News

Aerial port Airmen all return from Senegal

  • Published
  • By Sandra Pishner
  • 446th Airlift Wing Public Affairs
After three months supporting efforts to contain the Ebola virus in West Africa, all McChord Airmen deployed to Dakar, Senegal have returned.

Sixteen Airmen from the Air Force Reserve's 36th and 86th Aerial Port Squadrons, and two from the 62nd Aerial Port Squadron, Joint Base Lewis-McChord, Washington, were integrated with the 787th Air Expeditionary Squadron, which included the 39th Airlift Squadron from Dyess Air Force Base, Texas and its C-130 Hercules.

Aircraft from the 37th Airlift Squadron, of Ramstein Air Base, Germany, and Total Force C-130s assigned to the 787th Air Expeditionary Squadron in Dakar, Senegal, flew 114 missions, transporting more than 1,000 passengers and nearly 1,750 tons of cargo including food, water and medical supplies.

U.S. military efforts entailed logistics expertise, training and engineering support.  U.S. Africa Command had established a regional intermediate staging base to facilitate and expedite the transportation of equipment, supplies and personnel.

The McChord Airmen worked to offload cargo arriving in Senegal by larger aircraft such as the C-17 and 747 aircraft.

"We were an intermediate staging base and we transferred supplies via C-130 from the Dakar, Senegal airport down to Monrovia," said Tech. Sgt. Dan, 36th APS. "They would bring it into our place in the big birds, like the 747, KC-10, C-17s and we'd break it down and put it in the C-130s and send it down range."

Air Mobility Command units from across the U.S. supported the operation using C-17, C-130, KC-10 and contracted aircraft. Together AMC's units moved nearly 5,500 passengers and roughly 8,700 tons of cargo.

Many of those 5,500 passengers were processed and manifested by Master Sgt. Shauna Cross, 86th APS.

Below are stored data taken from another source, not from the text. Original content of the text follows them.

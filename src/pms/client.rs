//! PMS Client
//!
//! Main client for the policy management service, combining the configured
//! endpoint with the HTTP transport.

use super::http::{HttpOptions, PmsHttpClient};
use crate::resource::ResourceGetter;
use anyhow::{Context, Result};
use url::Url;

/// Default PMS REST endpoint
pub const DEFAULT_ENDPOINT: &str = "http://127.0.0.1:6733/policy-mgmt/v1/";

/// Main PMS client
#[derive(Clone)]
pub struct PmsClient {
    pub endpoint: Url,
    pub http: PmsHttpClient,
}

impl PmsClient {
    /// Create a new PMS client for `endpoint`
    pub fn new(endpoint: &str, options: &HttpOptions) -> Result<Self> {
        let endpoint = Url::parse(endpoint)
            .with_context(|| format!("Invalid PMS endpoint: {}", endpoint))?;
        if endpoint.cannot_be_a_base() {
            return Err(anyhow::anyhow!("Invalid PMS endpoint: {}", endpoint));
        }

        let http = PmsHttpClient::new(options)?;

        Ok(Self { endpoint, http })
    }

    /// Build the URL for a resource path, percent-encoding each segment
    pub fn resource_url(&self, segments: &[String]) -> Result<Url> {
        let mut url = self.endpoint.clone();
        url.path_segments_mut()
            .map_err(|_| anyhow::anyhow!("Invalid PMS endpoint: {}", self.endpoint))?
            .pop_if_empty()
            .extend(segments);
        Ok(url)
    }

    /// Make a GET request against a resource path
    pub async fn get(
        &self,
        segments: &[String],
        query: Option<&[(String, String)]>,
        token: &str,
    ) -> Result<Vec<u8>> {
        let url = self.resource_url(segments)?;
        self.http.get(url.as_str(), query, token).await
    }
}

impl ResourceGetter for PmsClient {
    async fn get_resource(&self, segments: &[String]) -> Result<Vec<u8>> {
        self.get(segments, None, "").await
    }
}

#[cfg(test)]
mod tests {
    use super::*;

    fn segments(parts: &[&str]) -> Vec<String> {
        parts.iter().map(|s| s.to_string()).collect()
    }

    #[test]
    fn test_resource_url_appends_segments() {
        let client = PmsClient::new(DEFAULT_ENDPOINT, &HttpOptions::default()).unwrap();
        let url = client
            .resource_url(&segments(&["service", "svcA", "policy", "p1"]))
            .unwrap();
        assert_eq!(
            url.as_str(),
            "http://127.0.0.1:6733/policy-mgmt/v1/service/svcA/policy/p1"
        );
    }

    #[test]
    fn test_resource_url_without_trailing_slash() {
        let client =
            PmsClient::new("http://pms.local:6733/policy-mgmt/v1", &HttpOptions::default())
                .unwrap();
        let url = client.resource_url(&segments(&["function"])).unwrap();
        assert_eq!(url.as_str(), "http://pms.local:6733/policy-mgmt/v1/function");
    }

    #[test]
    fn test_resource_url_encodes_names() {
        let client = PmsClient::new(DEFAULT_ENDPOINT, &HttpOptions::default()).unwrap();
        let url = client
            .resource_url(&segments(&["service", "a b/c"]))
            .unwrap();
        assert_eq!(
            url.as_str(),
            "http://127.0.0.1:6733/policy-mgmt/v1/service/a%20b%2Fc"
        );
    }

    #[test]
    fn test_rejects_bad_endpoint() {
        assert!(PmsClient::new("not a url", &HttpOptions::default()).is_err());
        assert!(PmsClient::new("mailto:ops@example.com", &HttpOptions::default()).is_err());
    }
}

"My primary job was passenger services.  So we moved passengers in and out of mostly Liberia. We would get Army personnel in and sometimes they would stay overnight.  And we had patients from Liberia fly into Dakar, swap missions and we would provide food and water and make sure they stayed on the aircraft," said Cross.

Those patients however, were not Ebola patients.  They were troops who were ill or injured for a variety of reasons.

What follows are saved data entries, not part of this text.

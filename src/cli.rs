//! Command-line surface
//!
//! Flags are parsed here and threaded explicitly into the request and the
//! client; nothing below this layer reads process-wide state.

use crate::error::{GetError, GetResult};
use crate::resource::{FetchRequest, ResourceKind};
use clap::error::ErrorKind;
use clap::{Args, Parser, Subcommand, ValueEnum};
use std::path::PathBuf;
use tracing::Level;

const GET_EXAMPLES: &str = "\
Examples:
  # List all services
  spctl get service --all

  # Get service \"foo\"
  spctl get service foo

  # List all policies in service \"foo\"
  spctl get policy --all --service-name=foo

  # Get the policy with id \"1\" in service \"foo\"
  spctl get policy 1 --service-name=foo

  # List all functions
  spctl get function --all

  # Get function \"foo\"
  spctl get function foo";

/// Command-line client for the policy management service
#[derive(Parser, Debug)]
#[command(name = "spctl", version, about, long_about = None)]
pub struct Cli {
    #[command(flatten)]
    pub global: GlobalArgs,

    #[command(subcommand)]
    pub command: Command,
}

/// Connection and diagnostics flags shared by every command
#[derive(Args, Debug, Clone, Default)]
pub struct GlobalArgs {
    /// PMS REST endpoint, e.g. http://127.0.0.1:6733/policy-mgmt/v1/
    #[arg(long, global = true)]
    pub pms_endpoint: Option<String>,

    /// PEM file with extra CA certificates to trust
    #[arg(long, global = true)]
    pub cacert: Option<PathBuf>,

    /// Skip TLS certificate verification
    #[arg(long, global = true)]
    pub insecure: bool,

    /// Request timeout in seconds (0 disables)
    #[arg(long, global = true)]
    pub timeout: Option<u64>,

    /// Log level for debugging
    #[arg(long, value_enum, default_value = "off", global = true)]
    pub log_level: LogLevel,
}

#[derive(Subcommand, Debug)]
pub enum Command {
    /// Get one or many services | policies | role-policies | functions
    #[command(after_help = GET_EXAMPLES)]
    Get(GetArgs),
}

/// `get (service | policy | rolepolicy | function) (--all | NAME | ID...) [--service-name=NAME]`
#[derive(Args, Debug, Clone)]
pub struct GetArgs {
    /// Resource type: service, policy, rolepolicy or function
    #[arg(value_name = "TYPE")]
    pub kind: Option<String>,

    /// Names (or ids) of the items to get
    #[arg(value_name = "NAME")]
    pub names: Vec<String>,

    /// Get all elements
    #[arg(short, long)]
    pub all: bool,

    /// Service owning the policies or role policies
    #[arg(long)]
    pub service_name: Option<String>,
}

impl GetArgs {
    /// Resolve the keyword and build the request
    pub fn to_request(&self) -> GetResult<FetchRequest> {
        let Some(keyword) = self.kind.as_deref() else {
            return Err(GetError::invalid("a resource type is required"));
        };
        let kind = ResourceKind::resolve(keyword)?;
        let request = FetchRequest::new(
            kind,
            self.service_name.clone(),
            self.names.clone(),
            self.all,
        );
        request.validate()?;
        Ok(request)
    }
}

#[derive(Debug, Clone, Copy, Default, PartialEq, Eq, ValueEnum)]
pub enum LogLevel {
    #[default]
    Off,
    Error,
    Warn,
    Info,
    Debug,
    Trace,
}

impl LogLevel {
    pub fn to_tracing_level(self) -> Option<Level> {
        match self {
            LogLevel::Off => None,
            LogLevel::Error => Some(Level::ERROR),
            LogLevel::Warn => Some(Level::WARN),
            LogLevel::Info => Some(Level::INFO),
            LogLevel::Debug => Some(Level::DEBUG),
            LogLevel::Trace => Some(Level::TRACE),
        }
    }
}

/// Whether a clap error is a rejected command line rather than a help or
/// version request. Rejected command lines exit 1 like a failed `get`.
pub fn is_usage_error(err: &clap::Error) -> bool {
    !matches!(err.kind(), ErrorKind::DisplayHelp | ErrorKind::DisplayVersion)
}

"Because they were coming from Liberia where there was an outbreak of Ebola, they remained sort of quarantined on the aircraft. A doc would go out to the aircraft to clear them as a precaution; once he cleared them we would go out to the aircraft.  They would have a three to four hour ground time and they couldn't leave the aircraft.  We would take what water and MREs we had out to them, though we didn't have much," said Cross.

Most of the cargo flowing through Dakar, Senegal was medical supplies and food and water.

"Lots of pallets of medical supplies and PPE (personal protection equipment)," said Master Sgt. Kyle Schnell, 86th APS.  "My job was to take the cargo we got from stateside and coordinate and plan how to get that cargo downrange.  Two C-130s would run shuttles down to Liberia with the cargo.  Larger aircraft would drop off cargo and we would plan it onto the C-130s to shuttle down to Liberia."

On Jan. 25, President Barack Obama approved a plan formulated by USAID, the U.S. government lead in West Africa, and the Defense Department to transition the Liberia-based Operation United Assistance to civilians and international organizations working there.

"DoD personnel are coming home, but the United States is not leaving West Africa," defense officials said. "The U.S. government civilian-led response will grow in size and number in the weeks ahead, and continue the fight against Ebola."

Of the 2,800 troops deployed, about 1,500 are already back in the United States, and nearly all of those remaining will return home by April 30.  (Cheryl Pellerin DoD News, Defense Media Activity, contributed to this report).